**Exercise:** Please copy out all the data. Every detail stays the same.

[Stored data]
----
#![allow(dead_code)]

use std::fs;
use std::io::Write;
use std::path::Path;
use std::sync::atomic::{AtomicUsize, Ordering};
use std::sync::{Arc, Mutex};

use camino::Utf8PathBuf;
use flate2::Compression;
use flate2::write::GzEncoder;

use geo_ingest::archive::{ArchiveCodec, TarGzCodec};
use geo_ingest::error::IngestError;
use geo_ingest::layout::Layout;
use geo_ingest::pipeline::{
    EventLevel, Pipeline, PipelineOptions, ProgressEvent, ProgressSink,
};
use geo_ingest::remote::RemoteFetch;

pub const ANNOTATION: &str = "Illumina, Inc.\n\
[Heading]\n\
Date\t10/5/2010\n\
ScannerName\tN0123\n\
[Probes]\n\
Species\tSource\tID\tDefinition\tSynonyms\tProbe_Sequence\tSymbol\n\
Homo sapiens\tRefSeq\tILMN_1\tdesc one\tsyn\tACGT\tTP53\n\
Homo sapiens\tRefSeq\tILMN_2\tdesc two\tsyn\tTTTT\tBRCA1\n\
[Controls]\n\
Probe_Id\tArray_Address_Id\tReporter_Group_Name\n\
ILMN_9\t123\thousekeeping\n\
[Columns]\n\
Name\tRowsCount\n";

pub fn gzip(text: &str) -> Vec<u8> {
    let mut encoder = GzEncoder::new(Vec::new(), Compression::default());
    encoder.write_all(text.as_bytes()).unwrap();
    encoder.finish().unwrap()
}

pub fn write_tar(path: &Path, members: &[(String, Vec<u8>)]) {
    let mut builder = tar::Builder::new(fs::File::create(path).unwrap());
    for (name, body) in members {
        let mut header = tar::Header::new_gnu();
        header.set_size(body.len() as u64);
        header.set_mode(0o644);
        header.set_cksum();
        builder.append_data(&mut header, name, body.as_slice()).unwrap();
    }
    builder.into_inner().unwrap();
}

/// Serves a tar built from `members` for every URL.
#[derive(Default)]
pub struct TarFetch {
    pub members: Vec<(String, Vec<u8>)>,
    pub calls: AtomicUsize,
    pub urls: Mutex<Vec<String>>,
}

impl TarFetch {
    pub fn new(members: Vec<(String, Vec<u8>)>) -> Self {
        Self {
            members,
            ..Self::default()
        }
    }

    pub fn calls(&self) -> usize {
        self.calls.load(Ordering::SeqCst)
    }
}

impl RemoteFetch for TarFetch {
    fn fetch(&self, url: &str, destination: &Path) -> Result<(), IngestError> {
        self.calls.fetch_add(1, Ordering::SeqCst);
        self.urls.lock().unwrap().push(url.to_string());
        write_tar(destination, &self.members);
        Ok(())
    }
}

/// Writes arbitrary bytes as the archive.
pub struct BytesFetch(pub Vec<u8>);

impl RemoteFetch for BytesFetch {
    fn fetch(&self, _url: &str, destination: &Path) -> Result<(), IngestError> {
        fs::write(destination, &self.0).map_err(|err| IngestError::Filesystem(err.to_string()))
    }
}

pub struct FailingFetch;

impl RemoteFetch for FailingFetch {
    fn fetch(&self, _url: &str, _destination: &Path) -> Result<(), IngestError> {
        Err(IngestError::Transfer("connection refused".to_string()))
    }
}

/// Counts collaborator calls while delegating to the real codec.
#[derive(Default)]
pub struct CountingCodec {
    pub extracts: AtomicUsize,
    pub decompressions: AtomicUsize,
}

impl ArchiveCodec for CountingCodec {
    fn extract_all(&self, archive_path: &Path, target_dir: &Path) -> Result<(), IngestError> {
        self.extracts.fetch_add(1, Ordering::SeqCst);
        TarGzCodec.extract_all(archive_path, target_dir)
    }

    fn decompress(&self, gz_path: &Path, dest_path: &Path) -> Result<(), IngestError> {
        self.decompressions.fetch_add(1, Ordering::SeqCst);
        TarGzCodec.decompress(gz_path, dest_path)
    }
}

#[derive(Default)]
pub struct RecordingSink {
    pub events: Mutex<Vec<ProgressEvent>>,
}

impl RecordingSink {
    pub fn warnings(&self) -> Vec<String> {
        self.events
            .lock()
            .unwrap()
            .iter()
            .filter(|event| event.level == EventLevel::Warn)
            .map(|event| event.message.clone())
            .collect()
    }
}

impl ProgressSink for RecordingSink {
    fn event(&self, event: ProgressEvent) {
        self.events.lock().unwrap().push(event);
    }
}

pub fn workspace() -> (tempfile::TempDir, Layout) {
    let temp = tempfile::tempdir().unwrap();
    let root = Utf8PathBuf::from_path_buf(temp.path().to_path_buf()).unwrap();
    (temp, Layout::new(root))
}

pub fn pipeline<F: RemoteFetch, A: ArchiveCodec>(
    layout: &Layout,
    fetcher: F,
    codec: A,
) -> (Pipeline<F, A>, Arc<RecordingSink>) {
    let sink = Arc::new(RecordingSink::default());
    let pipeline = Pipeline::new(
        layout.clone(),
        fetcher,
        codec,
        PipelineOptions::default(),
        sink.clone(),
    );
    (pipeline, sink)
}

/// Writes a truncated body and fails on the first call, then behaves like
/// `inner`.
pub struct FlakyFetch {
    pub inner: TarFetch,
    pub failures: AtomicUsize,
}

impl FlakyFetch {
    pub fn new(inner: TarFetch) -> Self {
        Self {
            inner,
            failures: AtomicUsize::new(0),
        }
    }
}

impl RemoteFetch for FlakyFetch {
    fn fetch(&self, url: &str, destination: &Path) -> Result<(), IngestError> {
        if self.failures.fetch_add(1, Ordering::SeqCst) == 0 {
            fs::write(destination, b"truncated").unwrap();
            return Err(IngestError::Transfer("connection reset".to_string()));
        }
        self.inner.fetch(url, destination)
    }
}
----
**The answer:**
#![allow(dead_code)]

use std::fs;
use std::io::Write;
use std::path::Path;
use std::sync::atomic::{AtomicUsize, Ordering};
use std::sync::{Arc, Mutex};

use camino::Utf8PathBuf;
use flate2::Compression;
use flate2::write::GzEncoder;

use geo_ingest::archive::{ArchiveCodec, TarGzCodec};
use geo_ingest::error::IngestError;
use geo_ingest::layout::Layout;
use geo_ingest::pipeline::{
    EventLevel, Pipeline, PipelineOptions, ProgressEvent, ProgressSink,
};
use geo_ingest::remote::RemoteFetch;

pub const ANNOTATION: &str = "Illumina, Inc.\n\
[Heading]\n\
Date\t10/5/2010\n\
ScannerName\tN0123\n\
[Probes]\n\
Species\tSource\tID\tDefinition\tSynonyms\tProbe_Sequence\tSymbol\n\
Homo sapiens\tRefSeq\tILMN_1\tdesc one\tsyn\tACGT\tTP53\n\
Homo sapiens\tRefSeq\tILMN_2\tdesc two\tsyn\tTTTT\tBRCA1\n\
[Controls]\n\
Probe_Id\tArray_Address_Id\tReporter_Group_Name\n\
ILMN_9\t123\thousekeeping\n\
[Columns]\n\
Name\tRowsCount\n";

pub fn gzip(text: &str) -> Vec<u8> {
    let mut encoder = GzEncoder::new(Vec::new(), Compression::default());
    encoder.write_all(text.as_bytes()).unwrap();
    encoder.finish().unwrap()
}

pub fn write_tar(path: &Path, members: &[(String, Vec<u8>)]) {
    let mut builder = tar::Builder::new(fs::File::create(path).unwrap());
    for (name, body) in members {
        let mut header = tar::Header::new_gnu();
        header.set_size(body.len() as u64);
        header.set_mode(0o644);
        header.set_cksum();
        builder.append_data(&mut header, name, body.as_slice()).unwrap();
    }
    builder.into_inner().unwrap();
}

/// Serves a tar built from `members` for every URL.
#[derive(Default)]
pub struct TarFetch {
    pub members: Vec<(String, Vec<u8>)>,
    pub calls: AtomicUsize,
    pub urls: Mutex<Vec<String>>,
}

impl TarFetch {
    pub fn new(members: Vec<(String, Vec<u8>)>) -> Self {
        Self {
            members,
            ..Self::default()
        }
    }

    pub fn calls(&self) -> usize {
        self.calls.load(Ordering::SeqCst)
    }
}

impl RemoteFetch for TarFetch {
    fn fetch(&self, url: &str, destination: &Path) -> Result<(), IngestError> {
        self.calls.fetch_add(1, Ordering::SeqCst);
        self.urls.lock().unwrap().push(url.to_string());
        write_tar(destination, &self.members);
        Ok(())
    }
}

/// Writes arbitrary bytes as the archive.
pub struct BytesFetch(pub Vec<u8>);

impl RemoteFetch for BytesFetch {
    fn fetch(&self, _url: &str, destination: &Path) -> Result<(), IngestError> {
        fs::write(destination, &self.0).map_err(|err| IngestError::Filesystem(err.to_string()))
    }
}

pub struct FailingFetch;

impl RemoteFetch for FailingFetch {
    fn fetch(&self, _url: &str, _destination: &Path) -> Result<(), IngestError> {
        Err(IngestError::Transfer("connection refused".to_string()))
    }
}

/// Counts collaborator calls while delegating to the real codec.
#[derive(Default)]
pub struct CountingCodec {
    pub extracts: AtomicUsize,
    pub decompressions: AtomicUsize,
}

impl ArchiveCodec for CountingCodec {
    fn extract_all(&self, archive_path: &Path, target_dir: &Path) -> Result<(), IngestError> {
        self.extracts.fetch_add(1, Ordering::SeqCst);
        TarGzCodec.extract_all(archive_path, target_dir)
    }

    fn decompress(&self, gz_path: &Path, dest_path: &Path) -> Result<(), IngestError> {
        self.decompressions.fetch_add(1, Ordering::SeqCst);
        TarGzCodec.decompress(gz_path, dest_path)
    }
}

#[derive(Default)]
pub struct RecordingSink {
    pub events: Mutex<Vec<ProgressEvent>>,
}

impl RecordingSink {
    pub fn warnings(&self) -> Vec<String> {
        self.events
            .lock()
            .unwrap()
            .iter()
            .filter(|event| event.level == EventLevel::Warn)
            .map(|event| event.message.clone())
            .collect()
    }
}

impl ProgressSink for RecordingSink {
    fn event(&self, event: ProgressEvent) {
        self.events.lock().unwrap().push(event);
    }
}

pub fn workspace() -> (tempfile::TempDir, Layout) {
    let temp = tempfile::tempdir().unwrap();
    let root = Utf8PathBuf::from_path_buf(temp.path().to_path_buf()).unwrap();
    (temp, Layout::new(root))
}

pub fn pipeline<F: RemoteFetch, A: ArchiveCodec>(
    layout: &Layout,
    fetcher: F,
    codec: A,
) -> (Pipeline<F, A>, Arc<RecordingSink>) {
    let sink = Arc::new(RecordingSink::default());
    let pipeline = Pipeline::new(
        layout.clone(),
        fetcher,
        codec,
        PipelineOptions::default(),
        sink.clone(),
    );
    (pipeline, sink)
}

/// Writes a truncated body and fails on the first call, then behaves like
/// `inner`.
pub struct FlakyFetch {
    pub inner: TarFetch,
    pub failures: AtomicUsize,
}

impl FlakyFetch {
    pub fn new(inner: TarFetch) -> Self {
        Self {
            inner,
            failures: AtomicUsize::new(0),
        }
    }
}

impl RemoteFetch for FlakyFetch {
    fn fetch(&self, url: &str, destination: &Path) -> Result<(), IngestError> {
        if self.failures.fetch_add(1, Ordering::SeqCst) == 0 {
            fs::write(destination, b"truncated").unwrap();
            return Err(IngestError::Transfer("connection reset".to_string()));
        }
        self.inner.fetch(url, destination)
    }
}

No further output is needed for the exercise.